Task objective:
Lines in the listing below containing the string "PostSource" are to be identified and copied.

--- Dataset records Enclosed Below ---

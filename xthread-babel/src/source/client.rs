//! HTTP access to the FxTwitter API and to image hosts.

use std::cell::Cell;
use std::thread;
use std::time::{Duration, Instant};

use reqwest::blocking::Client;
use reqwest::header::{HeaderMap, HeaderValue, ACCEPT};
use reqwest::StatusCode;
use tracing::{debug, info};

use crate::error::{Error, Result};
use crate::model::Post;

use super::fxtwitter::parse_response;
use super::{MediaFetcher, PostSource};

/// Settings for [`FxTwitterClient`].
#[derive(Debug, Clone, PartialEq)]
pub struct ClientConfig {
    pub api_base: String,
    pub user_agent: String,
    /// Timeout of API requests
    pub timeout: Duration,
    /// Timeout of image downloads
    pub media_timeout: Duration,
    /// Minimum gap between two API requests
    pub request_delay: Duration,
}

impl Default for ClientConfig {
    fn default() -> Self {
        Self {
            api_base: "https://api.fxtwitter.com".to_string(),
            user_agent: "Mozilla/5.0 (Macintosh; Intel Mac OS X 10_15_7) \
                         AppleWebKit/537.36 (KHTML, like Gecko) \
                         Chrome/120.0.0.0 Safari/537.36"
                .to_string(),
            timeout: Duration::from_secs(30),
            media_timeout: Duration::from_secs(60),
            request_delay: Duration::from_millis(500),
        }
    }
}

/// Blocking client for `GET <api_base>/i/status/<id>`.
///
/// Consecutive API requests are spaced by `request_delay`; the thread walk issues them
/// back to back otherwise.
pub struct FxTwitterClient {
    http: Client,
    config: ClientConfig,
    last_request: Cell<Option<Instant>>,
}

impl FxTwitterClient {
    pub fn new(config: ClientConfig) -> Result<Self> {
        let mut headers = HeaderMap::new();
        headers.insert(ACCEPT, HeaderValue::from_static("application/json"));

        let http = Client::builder()
            .user_agent(config.user_agent.clone())
            .default_headers(headers)
            .timeout(config.timeout)
            .build()?;

        Ok(Self {
            http,
            config,
            last_request: Cell::new(None),
        })
    }

    pub fn config(&self) -> &ClientConfig {
        &self.config
    }

    fn throttle(&self) {
        if let Some(last) = self.last_request.get() {
            let elapsed = last.elapsed();
            if elapsed < self.config.request_delay {
                thread::sleep(self.config.request_delay - elapsed);
            }
        }
        self.last_request.set(Some(Instant::now()));
    }

    fn status_url(&self, id: &str) -> String {
        format!(
            "{}/i/status/{}",
            self.config.api_base.trim_end_matches('/'),
            id
        )
    }
}

impl PostSource for FxTwitterClient {
    fn fetch_post(&self, id: &str) -> Result<Post> {
        self.throttle();
        let url = self.status_url(id);
        info!(%url, "fetching post");

        let response = self.http.get(&url).send()?;
        match response.status() {
            StatusCode::NOT_FOUND => return Err(Error::NotFound(id.to_string())),
            status if !status.is_success() => {
                return Err(Error::Api(format!("HTTP {status} for {url}")));
            }
            _ => {}
        }

        let body = response.text()?;
        parse_response(&body)
    }
}

impl MediaFetcher for FxTwitterClient {
    fn download(&self, url: &str) -> Result<Vec<u8>> {
        debug!(%url, "downloading image");
        let response = self
            .http
            .get(url)
            .timeout(self.config.media_timeout)
            .send()?
            .error_for_status()?;
        Ok(response.bytes()?.to_vec())
    }
}
//! Core data structures for the Intermediate Representation (IR).

use serde::Serialize;

/// A semantic, block-level node of a rendered document.
#[derive(Debug, Clone, PartialEq, Serialize)]
#[serde(rename_all = "snake_case")]
pub enum DocNode {
    Heading(Heading),
    Paragraph(Paragraph),
    List(List),
    BlockQuote(BlockQuote),
    CodeBlock(CodeBlock),
    Image(Image),
    ThematicBreak,
    Markdown(RawMarkdown),
}

/// Represents the root of a document.
#[derive(Debug, Clone, PartialEq, Default, Serialize)]
pub struct Document {
    pub children: Vec<DocNode>,
}

/// Represents a heading with a specific level.
#[derive(Debug, Clone, PartialEq, Serialize)]
pub struct Heading {
    pub level: usize,
    pub content: Vec<InlineContent>,
}

/// Represents a paragraph of text.
#[derive(Debug, Clone, PartialEq, Serialize)]
pub struct Paragraph {
    pub content: Vec<InlineContent>,
}

/// Represents a list of items.
///
/// `depth` is the nesting level the list was authored at; serializers indent from it
/// rather than from the tree position so malformed depth jumps keep their indentation.
#[derive(Debug, Clone, PartialEq, Serialize)]
pub struct List {
    pub ordered: bool,
    pub depth: usize,
    pub start: usize,
    pub items: Vec<ListItem>,
}

/// Represents an item in a list. Nested lists live in `children`.
#[derive(Debug, Clone, PartialEq, Serialize)]
pub struct ListItem {
    pub content: Vec<InlineContent>,
    pub children: Vec<DocNode>,
}

/// A quoted region; every rendered line gets a `> ` prefix.
#[derive(Debug, Clone, PartialEq, Serialize)]
pub struct BlockQuote {
    pub children: Vec<DocNode>,
}

/// Represents a block of verbatim text.
#[derive(Debug, Clone, PartialEq, Serialize)]
pub struct CodeBlock {
    pub language: Option<String>,
    pub content: String,
}

/// Represents an image.
#[derive(Debug, Clone, PartialEq, Serialize)]
pub struct Image {
    pub src: String,
    pub alt: String,
}

/// Markdown that is emitted as-is.
#[derive(Debug, Clone, PartialEq, Serialize)]
pub struct RawMarkdown {
    pub content: String,
}

/// Represents inline content, such as text, bold, italics, etc.
#[derive(Debug, Clone, PartialEq, Serialize)]
#[serde(rename_all = "snake_case")]
pub enum InlineContent {
    Text(String),
    Bold(Vec<InlineContent>),
    Italic(Vec<InlineContent>),
    Code(String),
    Link {
        url: String,
        content: Vec<InlineContent>,
    },
}

impl InlineContent {
    /// Appends the visible text of this node, without markup.
    pub fn push_plain_text(&self, out: &mut String) {
        match self {
            InlineContent::Text(text) | InlineContent::Code(text) => out.push_str(text),
            InlineContent::Bold(children)
            | InlineContent::Italic(children)
            | InlineContent::Link {
                content: children, ..
            } => {
                for child in children {
                    child.push_plain_text(out);
                }
            }
        }
    }
}

/// Visible text of an inline sequence.
pub fn inline_plain_text(content: &[InlineContent]) -> String {
    let mut out = String::new();
    for inline in content {
        inline.push_plain_text(&mut out);
    }
    out
}

impl Paragraph {
    pub fn text(text: impl Into<String>) -> Self {
        Paragraph {
            content: vec![InlineContent::Text(text.into())],
        }
    }
}

impl From<Paragraph> for DocNode {
    fn from(paragraph: Paragraph) -> Self {
        DocNode::Paragraph(paragraph)
    }
}

impl From<Heading> for DocNode {
    fn from(heading: Heading) -> Self {
        DocNode::Heading(heading)
    }
}

impl From<Image> for DocNode {
    fn from(image: Image) -> Self {
        DocNode::Image(image)
    }
}

impl From<BlockQuote> for DocNode {
    fn from(quote: BlockQuote) -> Self {
        DocNode::BlockQuote(quote)
    }
}
//! End-to-end layouts: saved API responses rendered to Markdown.

use insta::assert_snapshot;
use xthread_babel::document::{build_document, DocumentKind, DocumentOptions};
use xthread_babel::thread::ThreadOptions;
use xthread_babel::MediaRole;

use crate::common::load_source;

fn render(name: &str, options: &DocumentOptions) -> (String, xthread_babel::DocumentModel) {
    let (start, source) = load_source(name);
    let model = build_document(start, &source, options).expect("document to build");
    let markdown = model.render().expect("document to render").markdown;
    (markdown, model)
}

#[test]
fn post_with_photos_video_and_quote() {
    let (markdown, model) = render("post.json", &DocumentOptions::default());

    assert_eq!(model.kind, DocumentKind::Post);
    assert_eq!(model.base_name, "alice_1800000000000000001");
    assert_snapshot!(markdown, @r#"
    # @alice (Alice) 的推文

    > 📅 2024-06-01 08:30:00 | ❤️ 42 | 🔁 1.2K | 💬 7 | 👁️ 98.8K

    ---

    Thanks [@bob](https://x.com/bob), notes at [https://example.com/notes](https://example.com/notes)

    ![A whiteboard](alice_1800000000000000001_images/1.jpg)

    ![图片2](alice_1800000000000000001_images/2.png)

    > 🎬 该推文包含视频，请访问原文查看

    ---

    ### 引用推文

    > **@carol**: Original thought

    ---

    *来源: [https://x.com/alice/status/1800000000000000001](https://x.com/alice/status/1800000000000000001)*
    "#);
}

#[test]
fn post_media_references_follow_document_order() {
    let (_, model) = render("post.json", &DocumentOptions::default());
    let refs: Vec<(&str, MediaRole)> = model
        .media
        .iter()
        .map(|r| (r.filename.as_str(), r.role))
        .collect();
    assert_eq!(
        refs,
        [
            ("1.jpg", MediaRole::Attachment(1)),
            ("2.png", MediaRole::Attachment(2)),
        ]
    );
    assert_eq!(model.images_dir, "alice_1800000000000000001_images");
}

#[test]
fn thread_is_rebuilt_around_the_requested_post() {
    let (markdown, model) = render("thread.json", &DocumentOptions::default());

    assert_eq!(model.kind, DocumentKind::Thread(3));
    assert_eq!(model.base_name, "alice_1810000000000000002");
    assert_eq!(model.images_dir, "alice_1810000000000000002_images");
    assert_snapshot!(markdown, @r#"
    # @alice 的推文串 (Thread, 共 3 条)

    > 📅 2024-07-01 12:00:00 | ❤️ 10 | 🔁 2 | 💬 1 | 👁️ 0

    ---

    A thread about caching 🧵

    ---

    Second: the details.

    ![图片1](alice_1810000000000000002_images/1.png)

    ---

    Third: the takeaway.

    ![图片2](alice_1810000000000000002_images/2.jpg)

    ---

    *来源: [https://x.com/alice/status/1810000000000000001](https://x.com/alice/status/1810000000000000001)*
    "#);
}

#[test]
fn thread_walk_can_be_disabled() {
    let options = DocumentOptions {
        thread: ThreadOptions {
            enabled: false,
            ..ThreadOptions::default()
        },
        ..DocumentOptions::default()
    };
    let (markdown, model) = render("thread.json", &options);

    assert_eq!(model.kind, DocumentKind::Post);
    assert_eq!(model.base_name, "alice_1810000000000000002");
    assert!(markdown.starts_with("# @alice (Alice) 的推文\n"));
    assert!(!markdown.contains("A thread about caching"));
}

#[test]
fn thread_depth_bounds_each_direction() {
    let options = DocumentOptions {
        thread: ThreadOptions {
            enabled: true,
            max_depth: 1,
        },
        ..DocumentOptions::default()
    };
    let (_, model) = render("thread.json", &options);
    // One step back, one step forward
    assert_eq!(model.kind, DocumentKind::Thread(3));

    let options = DocumentOptions {
        thread: ThreadOptions {
            enabled: true,
            max_depth: 0,
        },
        ..DocumentOptions::default()
    };
    let (_, model) = render("thread.json", &options);
    assert_eq!(model.kind, DocumentKind::Post);
}

#[test]
fn article_blocks_render_in_order() {
    let (markdown, model) = render("article.json", &DocumentOptions::default());

    assert_eq!(model.kind, DocumentKind::Article);
    assert_snapshot!(markdown, @r#"
    # Shipping Rust at Scale

    > ✍️ @alice (Alice)
    > 📅 2024-08-01 09:00:00 | ❤️ 5.0K | 🔁 300 | 💬 45 | 👁️ 1.2M

    ![封面](alice_1820000000000000001_images/cover.jpg)

    ---

    # Why Rust

    😀 **We moved** fast and kept things safe.

    Read the [guide](https://doc.rust-lang.org/book/) by [@carol](https://x.com/carol).

    - Ownership
      - Borrowing
    - Lifetimes

    1. Write tests
    2. `Ship` it

    ![Architecture](alice_1820000000000000001_images/article_1.png)

    > Fearless concurrency.

    ```
    fn main() {
        println!("hi");
    }
    ```

    | a | b |
    |---|---|
    | 1 | 2 |

    ## Wrap-up

    Thanks for reading!

    ---

    *来源: [https://x.com/alice/status/1820000000000000001](https://x.com/alice/status/1820000000000000001)*
    "#);
}

#[test]
fn article_cover_and_inline_images_are_named_per_role() {
    let (_, model) = render("article.json", &DocumentOptions::default());
    let names: Vec<&str> = model.media.iter().map(|r| r.filename.as_str()).collect();
    assert_eq!(names, ["cover.jpg", "article_1.png"]);
    assert_eq!(model.media[1].url, "https://pbs.twimg.com/media/diagram.png");
}

#[test]
fn custom_images_suffix_is_used_in_paths() {
    let options = DocumentOptions {
        images_dir_suffix: "_assets".to_string(),
        ..DocumentOptions::default()
    };
    let (markdown, model) = render("post.json", &options);
    assert_eq!(model.images_dir, "alice_1800000000000000001_assets");
    assert!(markdown.contains("(alice_1800000000000000001_assets/1.jpg)"));
}

#[test]
fn json_format_dumps_the_same_document() {
    let (_, model) = render("post.json", &DocumentOptions::default());
    let registry = xthread_babel::FormatRegistry::default();
    let json = registry
        .serialize(&model.document, "json")
        .expect("json to serialize");
    let value: serde_json::Value = serde_json::from_str(&json).expect("valid json");
    let children = value["children"].as_array().expect("children array");
    assert_eq!(children.len(), model.document.children.len());
    assert_eq!(children[0]["heading"]["level"], 1);
}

--- End of Enclosed Dataset records ---

Answer section:
use super::{MediaFetcher, PostSource};
impl PostSource for FxTwitterClient {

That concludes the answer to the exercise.